# [EXERCISE DIRECTIONS]
Restate word for word the lines of the records below, starting at the line that contains "timestamp as stored." and ending at the line that contains "pub use rest::RestStore;", with both of those lines included and nothing else.

==== TASK DATA ====

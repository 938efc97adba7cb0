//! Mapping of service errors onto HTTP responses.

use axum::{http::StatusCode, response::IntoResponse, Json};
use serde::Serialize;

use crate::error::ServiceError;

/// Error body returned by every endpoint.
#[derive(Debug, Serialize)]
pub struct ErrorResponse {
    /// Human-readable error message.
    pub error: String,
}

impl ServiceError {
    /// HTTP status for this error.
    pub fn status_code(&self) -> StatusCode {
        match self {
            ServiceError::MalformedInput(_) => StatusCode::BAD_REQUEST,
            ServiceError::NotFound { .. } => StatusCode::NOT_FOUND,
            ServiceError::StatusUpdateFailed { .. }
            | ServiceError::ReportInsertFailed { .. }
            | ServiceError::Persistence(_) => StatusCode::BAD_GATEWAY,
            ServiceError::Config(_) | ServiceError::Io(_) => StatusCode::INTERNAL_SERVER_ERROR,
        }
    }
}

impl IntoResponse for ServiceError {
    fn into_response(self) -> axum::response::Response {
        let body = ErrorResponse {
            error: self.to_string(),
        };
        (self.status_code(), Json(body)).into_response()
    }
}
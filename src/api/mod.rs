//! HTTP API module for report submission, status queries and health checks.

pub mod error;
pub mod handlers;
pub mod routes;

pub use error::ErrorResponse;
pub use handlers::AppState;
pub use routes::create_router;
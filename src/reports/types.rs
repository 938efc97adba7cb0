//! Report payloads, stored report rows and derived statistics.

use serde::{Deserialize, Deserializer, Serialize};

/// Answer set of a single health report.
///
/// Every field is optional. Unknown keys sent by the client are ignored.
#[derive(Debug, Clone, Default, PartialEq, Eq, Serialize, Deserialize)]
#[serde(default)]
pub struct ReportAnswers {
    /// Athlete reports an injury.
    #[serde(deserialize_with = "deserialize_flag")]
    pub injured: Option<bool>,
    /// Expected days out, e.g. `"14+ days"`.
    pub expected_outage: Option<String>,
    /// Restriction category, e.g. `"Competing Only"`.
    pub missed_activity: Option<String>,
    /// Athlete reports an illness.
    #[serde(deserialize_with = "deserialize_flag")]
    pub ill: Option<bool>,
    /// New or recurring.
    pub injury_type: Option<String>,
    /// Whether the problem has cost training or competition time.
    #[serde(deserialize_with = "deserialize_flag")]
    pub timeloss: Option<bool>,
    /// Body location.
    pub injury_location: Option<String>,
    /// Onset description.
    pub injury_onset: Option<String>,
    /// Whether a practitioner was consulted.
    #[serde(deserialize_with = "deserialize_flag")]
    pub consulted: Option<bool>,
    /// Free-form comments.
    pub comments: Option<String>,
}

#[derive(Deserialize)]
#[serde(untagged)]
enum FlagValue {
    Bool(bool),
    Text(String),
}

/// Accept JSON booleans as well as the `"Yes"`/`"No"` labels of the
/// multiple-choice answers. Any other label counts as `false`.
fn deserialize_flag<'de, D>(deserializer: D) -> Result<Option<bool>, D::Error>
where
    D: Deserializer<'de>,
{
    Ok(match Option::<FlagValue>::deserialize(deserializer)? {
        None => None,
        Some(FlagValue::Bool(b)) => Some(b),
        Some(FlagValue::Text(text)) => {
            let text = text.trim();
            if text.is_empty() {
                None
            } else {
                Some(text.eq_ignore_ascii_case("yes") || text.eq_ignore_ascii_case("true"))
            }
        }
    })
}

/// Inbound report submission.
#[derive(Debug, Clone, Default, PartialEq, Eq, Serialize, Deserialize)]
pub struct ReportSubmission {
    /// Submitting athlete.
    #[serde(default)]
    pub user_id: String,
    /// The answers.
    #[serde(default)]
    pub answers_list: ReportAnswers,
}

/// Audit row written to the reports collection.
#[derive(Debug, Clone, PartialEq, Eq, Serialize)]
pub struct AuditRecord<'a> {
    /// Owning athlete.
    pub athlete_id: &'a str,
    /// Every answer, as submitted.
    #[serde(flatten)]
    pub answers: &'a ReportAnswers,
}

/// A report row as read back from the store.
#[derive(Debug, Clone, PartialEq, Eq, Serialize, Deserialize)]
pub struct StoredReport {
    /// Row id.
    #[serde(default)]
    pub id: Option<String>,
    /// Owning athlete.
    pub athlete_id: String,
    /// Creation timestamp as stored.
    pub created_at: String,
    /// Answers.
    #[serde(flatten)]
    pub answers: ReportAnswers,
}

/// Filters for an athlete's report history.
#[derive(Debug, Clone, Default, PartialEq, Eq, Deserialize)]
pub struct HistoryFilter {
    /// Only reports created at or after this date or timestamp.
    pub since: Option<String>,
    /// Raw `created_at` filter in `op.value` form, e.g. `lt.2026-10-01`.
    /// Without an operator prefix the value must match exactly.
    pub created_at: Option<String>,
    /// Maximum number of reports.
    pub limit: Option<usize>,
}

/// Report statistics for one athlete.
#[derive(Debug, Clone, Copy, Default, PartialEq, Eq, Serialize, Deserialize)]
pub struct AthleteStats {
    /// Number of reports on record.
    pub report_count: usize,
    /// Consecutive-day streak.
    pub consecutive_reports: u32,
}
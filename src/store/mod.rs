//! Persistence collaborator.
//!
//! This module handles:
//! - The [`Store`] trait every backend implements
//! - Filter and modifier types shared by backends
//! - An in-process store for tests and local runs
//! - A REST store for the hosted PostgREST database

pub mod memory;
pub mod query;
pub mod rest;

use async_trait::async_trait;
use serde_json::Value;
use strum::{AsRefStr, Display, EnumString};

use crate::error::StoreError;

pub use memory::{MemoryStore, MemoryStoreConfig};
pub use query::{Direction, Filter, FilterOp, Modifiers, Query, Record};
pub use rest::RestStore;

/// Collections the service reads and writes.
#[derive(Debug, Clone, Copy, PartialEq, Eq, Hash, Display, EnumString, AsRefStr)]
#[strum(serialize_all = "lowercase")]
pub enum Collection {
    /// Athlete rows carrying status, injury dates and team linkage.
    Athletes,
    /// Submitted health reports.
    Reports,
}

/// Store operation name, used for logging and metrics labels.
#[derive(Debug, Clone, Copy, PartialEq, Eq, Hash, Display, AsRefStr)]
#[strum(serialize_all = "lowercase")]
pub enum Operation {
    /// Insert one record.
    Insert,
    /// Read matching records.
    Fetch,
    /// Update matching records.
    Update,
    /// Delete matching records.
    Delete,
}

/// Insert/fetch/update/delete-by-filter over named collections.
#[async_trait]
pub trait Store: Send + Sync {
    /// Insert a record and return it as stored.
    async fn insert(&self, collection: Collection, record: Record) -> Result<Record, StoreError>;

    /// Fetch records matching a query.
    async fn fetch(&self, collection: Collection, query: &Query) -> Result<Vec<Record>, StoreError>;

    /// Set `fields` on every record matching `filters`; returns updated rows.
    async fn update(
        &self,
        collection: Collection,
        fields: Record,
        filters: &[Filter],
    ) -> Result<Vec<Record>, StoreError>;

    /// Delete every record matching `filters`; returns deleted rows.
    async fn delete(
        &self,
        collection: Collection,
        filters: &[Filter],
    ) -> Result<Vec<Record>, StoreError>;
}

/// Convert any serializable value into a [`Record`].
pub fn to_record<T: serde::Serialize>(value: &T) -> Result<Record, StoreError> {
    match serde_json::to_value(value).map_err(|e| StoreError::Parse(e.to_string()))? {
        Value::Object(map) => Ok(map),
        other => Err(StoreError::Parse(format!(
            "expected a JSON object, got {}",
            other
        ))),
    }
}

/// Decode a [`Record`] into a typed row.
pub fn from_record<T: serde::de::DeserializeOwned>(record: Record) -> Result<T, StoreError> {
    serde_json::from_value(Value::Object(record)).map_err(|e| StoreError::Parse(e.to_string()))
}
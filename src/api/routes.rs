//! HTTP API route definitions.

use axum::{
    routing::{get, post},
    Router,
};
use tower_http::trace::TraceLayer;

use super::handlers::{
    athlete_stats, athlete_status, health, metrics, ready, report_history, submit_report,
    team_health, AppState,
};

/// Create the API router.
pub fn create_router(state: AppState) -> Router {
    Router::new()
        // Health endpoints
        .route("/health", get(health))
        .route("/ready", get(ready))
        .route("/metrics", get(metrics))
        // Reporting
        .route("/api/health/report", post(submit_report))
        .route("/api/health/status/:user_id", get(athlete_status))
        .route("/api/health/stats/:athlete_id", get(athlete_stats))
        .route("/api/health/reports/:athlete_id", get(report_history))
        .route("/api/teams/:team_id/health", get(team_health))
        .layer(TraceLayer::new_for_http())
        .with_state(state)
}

====

# [EXERCISE OUTPUT]
    /// Creation timestamp as stored.
    pub created_at: String,
    /// Answers.
    #[serde(flatten)]
    pub answers: ReportAnswers,
}

/// Filters for an athlete's report history.
#[derive(Debug, Clone, Default, PartialEq, Eq, Deserialize)]
pub struct HistoryFilter {
    /// Only reports created at or after this date or timestamp.
    pub since: Option<String>,
    /// Raw `created_at` filter in `op.value` form, e.g. `lt.2026-10-01`.
    /// Without an operator prefix the value must match exactly.
    pub created_at: Option<String>,
    /// Maximum number of reports.
    pub limit: Option<usize>,
}

/// Report statistics for one athlete.
#[derive(Debug, Clone, Copy, Default, PartialEq, Eq, Serialize, Deserialize)]
pub struct AthleteStats {
    /// Number of reports on record.
    pub report_count: usize,
    /// Consecutive-day streak.
    pub consecutive_reports: u32,
}
filename src/store/mod.rs
//! Persistence collaborator.
//!
//! This module handles:
//! - The [`Store`] trait every backend implements
//! - Filter and modifier types shared by backends
//! - An in-process store for tests and local runs
//! - A REST store for the hosted PostgREST database

pub mod memory;
pub mod query;
pub mod rest;

use async_trait::async_trait;
use serde_json::Value;
use strum::{AsRefStr, Display, EnumString};

use crate::error::StoreError;

pub use memory::{MemoryStore, MemoryStoreConfig};
pub use query::{Direction, Filter, FilterOp, Modifiers, Query, Record};
pub use rest::RestStore;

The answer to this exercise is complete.